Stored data
· · · · ·

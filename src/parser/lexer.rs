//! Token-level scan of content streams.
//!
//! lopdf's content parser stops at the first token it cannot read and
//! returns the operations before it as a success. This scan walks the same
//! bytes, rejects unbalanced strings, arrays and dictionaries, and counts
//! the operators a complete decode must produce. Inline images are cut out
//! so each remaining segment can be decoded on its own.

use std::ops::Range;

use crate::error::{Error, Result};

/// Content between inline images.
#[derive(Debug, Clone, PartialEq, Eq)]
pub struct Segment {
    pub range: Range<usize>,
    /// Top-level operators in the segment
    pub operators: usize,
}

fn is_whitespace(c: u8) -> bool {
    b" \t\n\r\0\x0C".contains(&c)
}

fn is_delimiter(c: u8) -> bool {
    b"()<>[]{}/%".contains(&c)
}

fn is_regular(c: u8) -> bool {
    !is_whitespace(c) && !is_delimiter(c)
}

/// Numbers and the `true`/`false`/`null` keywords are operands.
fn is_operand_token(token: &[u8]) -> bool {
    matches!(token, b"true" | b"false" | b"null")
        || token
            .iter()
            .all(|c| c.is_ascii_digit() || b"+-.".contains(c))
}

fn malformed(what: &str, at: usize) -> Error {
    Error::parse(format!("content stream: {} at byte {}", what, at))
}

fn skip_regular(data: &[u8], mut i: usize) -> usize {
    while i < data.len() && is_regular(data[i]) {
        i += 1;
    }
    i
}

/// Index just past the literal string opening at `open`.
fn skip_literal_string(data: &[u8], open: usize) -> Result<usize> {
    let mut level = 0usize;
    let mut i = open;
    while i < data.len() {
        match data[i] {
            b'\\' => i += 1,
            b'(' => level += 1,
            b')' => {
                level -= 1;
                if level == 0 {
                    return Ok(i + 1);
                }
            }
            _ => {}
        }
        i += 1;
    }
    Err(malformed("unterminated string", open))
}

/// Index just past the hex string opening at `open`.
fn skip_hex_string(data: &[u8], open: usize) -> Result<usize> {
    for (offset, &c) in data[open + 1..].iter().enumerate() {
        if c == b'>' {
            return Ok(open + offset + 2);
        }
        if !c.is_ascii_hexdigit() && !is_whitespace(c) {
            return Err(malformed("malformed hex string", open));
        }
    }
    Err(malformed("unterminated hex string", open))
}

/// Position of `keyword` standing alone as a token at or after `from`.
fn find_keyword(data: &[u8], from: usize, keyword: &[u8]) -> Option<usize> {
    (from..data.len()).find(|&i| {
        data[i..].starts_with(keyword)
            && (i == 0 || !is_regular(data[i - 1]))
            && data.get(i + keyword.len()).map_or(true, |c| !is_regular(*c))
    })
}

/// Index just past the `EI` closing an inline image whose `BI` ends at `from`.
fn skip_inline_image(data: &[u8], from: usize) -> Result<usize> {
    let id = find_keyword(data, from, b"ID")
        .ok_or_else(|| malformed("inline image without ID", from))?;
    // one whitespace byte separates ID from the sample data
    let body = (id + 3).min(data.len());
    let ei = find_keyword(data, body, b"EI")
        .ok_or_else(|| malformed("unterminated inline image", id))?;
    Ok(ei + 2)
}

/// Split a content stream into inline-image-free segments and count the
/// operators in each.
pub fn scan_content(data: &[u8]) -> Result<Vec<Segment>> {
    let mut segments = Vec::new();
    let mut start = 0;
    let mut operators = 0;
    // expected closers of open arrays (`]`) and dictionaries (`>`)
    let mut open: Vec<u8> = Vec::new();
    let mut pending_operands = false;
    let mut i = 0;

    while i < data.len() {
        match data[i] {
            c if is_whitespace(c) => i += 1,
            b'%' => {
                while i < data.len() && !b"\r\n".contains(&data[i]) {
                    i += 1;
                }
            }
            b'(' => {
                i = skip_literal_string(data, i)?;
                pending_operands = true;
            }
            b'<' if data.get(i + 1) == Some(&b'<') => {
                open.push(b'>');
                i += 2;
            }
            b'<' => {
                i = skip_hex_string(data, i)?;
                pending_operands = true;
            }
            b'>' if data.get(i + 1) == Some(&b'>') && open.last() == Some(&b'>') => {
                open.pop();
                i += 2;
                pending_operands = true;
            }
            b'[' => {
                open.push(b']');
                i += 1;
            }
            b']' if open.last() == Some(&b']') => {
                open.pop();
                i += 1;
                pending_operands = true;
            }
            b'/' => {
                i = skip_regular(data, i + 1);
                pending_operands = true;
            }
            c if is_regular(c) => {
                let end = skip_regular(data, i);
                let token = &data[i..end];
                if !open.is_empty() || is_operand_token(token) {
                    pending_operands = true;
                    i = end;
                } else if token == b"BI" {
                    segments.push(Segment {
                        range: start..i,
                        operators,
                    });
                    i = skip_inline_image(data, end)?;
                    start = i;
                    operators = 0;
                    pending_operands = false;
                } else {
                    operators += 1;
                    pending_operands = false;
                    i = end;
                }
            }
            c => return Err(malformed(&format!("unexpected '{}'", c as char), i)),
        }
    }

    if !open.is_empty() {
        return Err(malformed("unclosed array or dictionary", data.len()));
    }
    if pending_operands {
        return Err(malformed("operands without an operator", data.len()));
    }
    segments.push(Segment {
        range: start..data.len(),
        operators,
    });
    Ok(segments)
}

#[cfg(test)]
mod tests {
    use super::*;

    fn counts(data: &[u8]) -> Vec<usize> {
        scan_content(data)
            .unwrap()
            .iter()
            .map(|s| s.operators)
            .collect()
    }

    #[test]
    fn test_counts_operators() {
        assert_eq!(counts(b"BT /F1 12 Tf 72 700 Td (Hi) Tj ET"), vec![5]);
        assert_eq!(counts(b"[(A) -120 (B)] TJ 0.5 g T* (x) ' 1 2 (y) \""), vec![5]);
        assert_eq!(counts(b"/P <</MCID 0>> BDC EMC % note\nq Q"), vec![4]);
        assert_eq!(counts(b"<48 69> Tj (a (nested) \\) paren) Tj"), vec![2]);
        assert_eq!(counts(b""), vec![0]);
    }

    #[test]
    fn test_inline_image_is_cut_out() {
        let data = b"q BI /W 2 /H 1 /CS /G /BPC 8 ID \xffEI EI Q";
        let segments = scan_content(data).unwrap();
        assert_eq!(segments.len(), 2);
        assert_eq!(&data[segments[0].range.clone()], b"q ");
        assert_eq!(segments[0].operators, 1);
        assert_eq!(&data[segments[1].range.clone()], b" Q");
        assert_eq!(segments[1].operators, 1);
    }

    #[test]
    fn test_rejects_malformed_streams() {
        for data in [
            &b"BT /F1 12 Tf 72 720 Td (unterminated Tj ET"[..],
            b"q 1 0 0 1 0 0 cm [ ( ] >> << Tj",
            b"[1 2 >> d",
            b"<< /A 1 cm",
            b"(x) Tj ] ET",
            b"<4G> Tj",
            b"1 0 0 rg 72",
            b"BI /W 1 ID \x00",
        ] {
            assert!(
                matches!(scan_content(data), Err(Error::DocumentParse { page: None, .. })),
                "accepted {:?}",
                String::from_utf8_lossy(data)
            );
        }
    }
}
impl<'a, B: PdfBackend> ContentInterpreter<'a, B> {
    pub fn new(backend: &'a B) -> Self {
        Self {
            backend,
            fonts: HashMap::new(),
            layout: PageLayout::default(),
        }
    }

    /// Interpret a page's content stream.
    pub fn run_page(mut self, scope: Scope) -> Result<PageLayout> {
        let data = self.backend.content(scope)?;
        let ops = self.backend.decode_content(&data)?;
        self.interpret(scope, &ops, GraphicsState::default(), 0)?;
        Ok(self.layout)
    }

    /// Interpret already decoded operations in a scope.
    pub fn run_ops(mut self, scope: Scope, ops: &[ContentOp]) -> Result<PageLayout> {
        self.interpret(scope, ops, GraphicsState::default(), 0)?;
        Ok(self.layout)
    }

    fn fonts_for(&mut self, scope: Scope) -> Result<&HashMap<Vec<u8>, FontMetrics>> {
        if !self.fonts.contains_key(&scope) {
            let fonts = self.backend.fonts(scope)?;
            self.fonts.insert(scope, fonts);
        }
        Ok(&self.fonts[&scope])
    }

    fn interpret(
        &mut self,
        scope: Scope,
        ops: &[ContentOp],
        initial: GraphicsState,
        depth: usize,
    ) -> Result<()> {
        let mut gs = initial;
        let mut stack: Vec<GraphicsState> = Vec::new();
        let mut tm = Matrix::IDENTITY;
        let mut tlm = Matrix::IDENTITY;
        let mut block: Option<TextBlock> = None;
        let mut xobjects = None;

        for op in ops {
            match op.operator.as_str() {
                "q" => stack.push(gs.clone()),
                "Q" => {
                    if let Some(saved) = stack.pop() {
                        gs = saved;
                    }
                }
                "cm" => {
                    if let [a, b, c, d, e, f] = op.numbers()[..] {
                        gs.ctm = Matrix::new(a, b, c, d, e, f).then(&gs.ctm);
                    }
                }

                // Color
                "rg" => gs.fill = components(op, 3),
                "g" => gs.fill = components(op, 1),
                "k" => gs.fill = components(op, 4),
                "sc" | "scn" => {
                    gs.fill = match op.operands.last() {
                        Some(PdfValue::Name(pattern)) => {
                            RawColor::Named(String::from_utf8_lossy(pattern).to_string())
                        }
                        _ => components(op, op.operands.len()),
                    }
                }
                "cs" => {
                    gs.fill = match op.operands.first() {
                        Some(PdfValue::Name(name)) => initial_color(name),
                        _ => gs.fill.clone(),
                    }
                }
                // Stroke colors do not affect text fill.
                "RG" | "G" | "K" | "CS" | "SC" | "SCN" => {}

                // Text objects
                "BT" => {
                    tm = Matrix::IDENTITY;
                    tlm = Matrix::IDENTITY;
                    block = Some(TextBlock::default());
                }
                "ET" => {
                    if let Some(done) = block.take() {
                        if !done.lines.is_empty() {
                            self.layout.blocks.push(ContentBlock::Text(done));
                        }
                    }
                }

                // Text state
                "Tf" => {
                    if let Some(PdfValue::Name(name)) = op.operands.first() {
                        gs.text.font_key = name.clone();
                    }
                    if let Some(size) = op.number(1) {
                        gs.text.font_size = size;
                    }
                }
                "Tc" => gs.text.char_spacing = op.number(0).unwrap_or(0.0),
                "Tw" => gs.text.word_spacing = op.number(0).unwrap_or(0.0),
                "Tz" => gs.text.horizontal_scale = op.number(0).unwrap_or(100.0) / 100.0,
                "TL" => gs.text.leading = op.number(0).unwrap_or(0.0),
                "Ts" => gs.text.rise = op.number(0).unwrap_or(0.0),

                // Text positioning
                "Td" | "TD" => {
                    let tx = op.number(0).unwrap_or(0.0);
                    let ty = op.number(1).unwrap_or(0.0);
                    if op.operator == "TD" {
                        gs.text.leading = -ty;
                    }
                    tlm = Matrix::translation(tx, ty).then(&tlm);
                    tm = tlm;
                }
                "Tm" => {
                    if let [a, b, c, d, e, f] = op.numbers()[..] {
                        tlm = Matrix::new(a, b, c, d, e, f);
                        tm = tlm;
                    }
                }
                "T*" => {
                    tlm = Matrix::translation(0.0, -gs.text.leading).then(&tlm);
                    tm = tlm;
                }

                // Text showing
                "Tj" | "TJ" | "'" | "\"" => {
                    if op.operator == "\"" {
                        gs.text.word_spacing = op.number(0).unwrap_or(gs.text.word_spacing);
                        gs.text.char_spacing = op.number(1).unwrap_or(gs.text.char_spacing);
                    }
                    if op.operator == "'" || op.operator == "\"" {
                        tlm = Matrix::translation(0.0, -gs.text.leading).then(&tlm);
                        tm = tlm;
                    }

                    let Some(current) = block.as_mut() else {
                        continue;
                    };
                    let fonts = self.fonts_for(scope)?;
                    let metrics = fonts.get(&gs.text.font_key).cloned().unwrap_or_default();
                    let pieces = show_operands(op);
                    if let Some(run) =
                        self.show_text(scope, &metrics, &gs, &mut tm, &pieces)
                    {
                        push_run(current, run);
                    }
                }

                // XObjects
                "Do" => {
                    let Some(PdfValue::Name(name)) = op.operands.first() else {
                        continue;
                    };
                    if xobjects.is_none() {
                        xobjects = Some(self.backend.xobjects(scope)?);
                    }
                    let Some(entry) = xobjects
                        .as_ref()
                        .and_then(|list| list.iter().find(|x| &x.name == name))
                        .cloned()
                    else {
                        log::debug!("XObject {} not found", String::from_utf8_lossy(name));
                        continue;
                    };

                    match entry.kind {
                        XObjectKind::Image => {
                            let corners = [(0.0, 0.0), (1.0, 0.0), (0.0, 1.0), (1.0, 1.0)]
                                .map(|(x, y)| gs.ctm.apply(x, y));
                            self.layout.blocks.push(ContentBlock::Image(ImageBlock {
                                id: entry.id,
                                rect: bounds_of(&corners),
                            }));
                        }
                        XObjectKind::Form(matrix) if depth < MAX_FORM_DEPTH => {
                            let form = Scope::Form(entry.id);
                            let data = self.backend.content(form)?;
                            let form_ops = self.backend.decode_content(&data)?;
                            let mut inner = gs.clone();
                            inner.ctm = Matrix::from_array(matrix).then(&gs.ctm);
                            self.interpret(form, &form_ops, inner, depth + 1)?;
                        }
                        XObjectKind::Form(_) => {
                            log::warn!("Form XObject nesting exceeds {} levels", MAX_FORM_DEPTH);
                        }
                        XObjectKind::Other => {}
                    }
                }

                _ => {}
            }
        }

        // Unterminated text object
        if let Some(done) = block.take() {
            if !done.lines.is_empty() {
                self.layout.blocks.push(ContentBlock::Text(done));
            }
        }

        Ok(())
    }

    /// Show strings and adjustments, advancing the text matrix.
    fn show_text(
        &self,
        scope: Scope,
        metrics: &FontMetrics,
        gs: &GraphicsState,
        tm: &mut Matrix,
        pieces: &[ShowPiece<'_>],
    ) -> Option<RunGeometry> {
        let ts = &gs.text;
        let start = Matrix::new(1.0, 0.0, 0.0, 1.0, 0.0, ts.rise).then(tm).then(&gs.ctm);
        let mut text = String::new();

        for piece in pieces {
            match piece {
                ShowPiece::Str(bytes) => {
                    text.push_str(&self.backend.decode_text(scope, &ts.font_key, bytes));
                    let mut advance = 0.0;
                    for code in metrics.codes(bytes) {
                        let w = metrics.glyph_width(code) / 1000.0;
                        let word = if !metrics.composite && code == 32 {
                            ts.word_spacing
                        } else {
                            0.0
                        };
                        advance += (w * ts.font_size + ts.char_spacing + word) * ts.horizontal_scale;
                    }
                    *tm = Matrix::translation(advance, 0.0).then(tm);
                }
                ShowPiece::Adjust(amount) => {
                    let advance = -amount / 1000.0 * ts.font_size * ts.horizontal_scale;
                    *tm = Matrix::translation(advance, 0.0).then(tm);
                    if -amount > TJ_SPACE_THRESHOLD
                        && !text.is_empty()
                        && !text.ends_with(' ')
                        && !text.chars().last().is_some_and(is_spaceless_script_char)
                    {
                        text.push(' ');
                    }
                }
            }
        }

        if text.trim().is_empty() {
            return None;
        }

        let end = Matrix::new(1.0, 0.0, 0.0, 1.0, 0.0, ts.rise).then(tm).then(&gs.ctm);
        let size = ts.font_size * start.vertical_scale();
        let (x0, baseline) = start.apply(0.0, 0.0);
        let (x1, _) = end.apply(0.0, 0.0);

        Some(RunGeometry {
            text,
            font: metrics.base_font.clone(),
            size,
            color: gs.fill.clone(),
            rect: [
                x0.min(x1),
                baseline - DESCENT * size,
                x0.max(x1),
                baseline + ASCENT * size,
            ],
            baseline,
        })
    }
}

· · · · ·

Problem details:
Repeat the lines from the first one in the records through the line containing "dictionaries, and counts", exactly as written, and nothing else.

Response area:
filename src/parser/lexer.rs
//! Token-level scan of content streams.
//!
//! lopdf's content parser stops at the first token it cannot read and
//! returns the operations before it as a success. This scan walks the same
//! bytes, rejects unbalanced strings, arrays and dictionaries, and counts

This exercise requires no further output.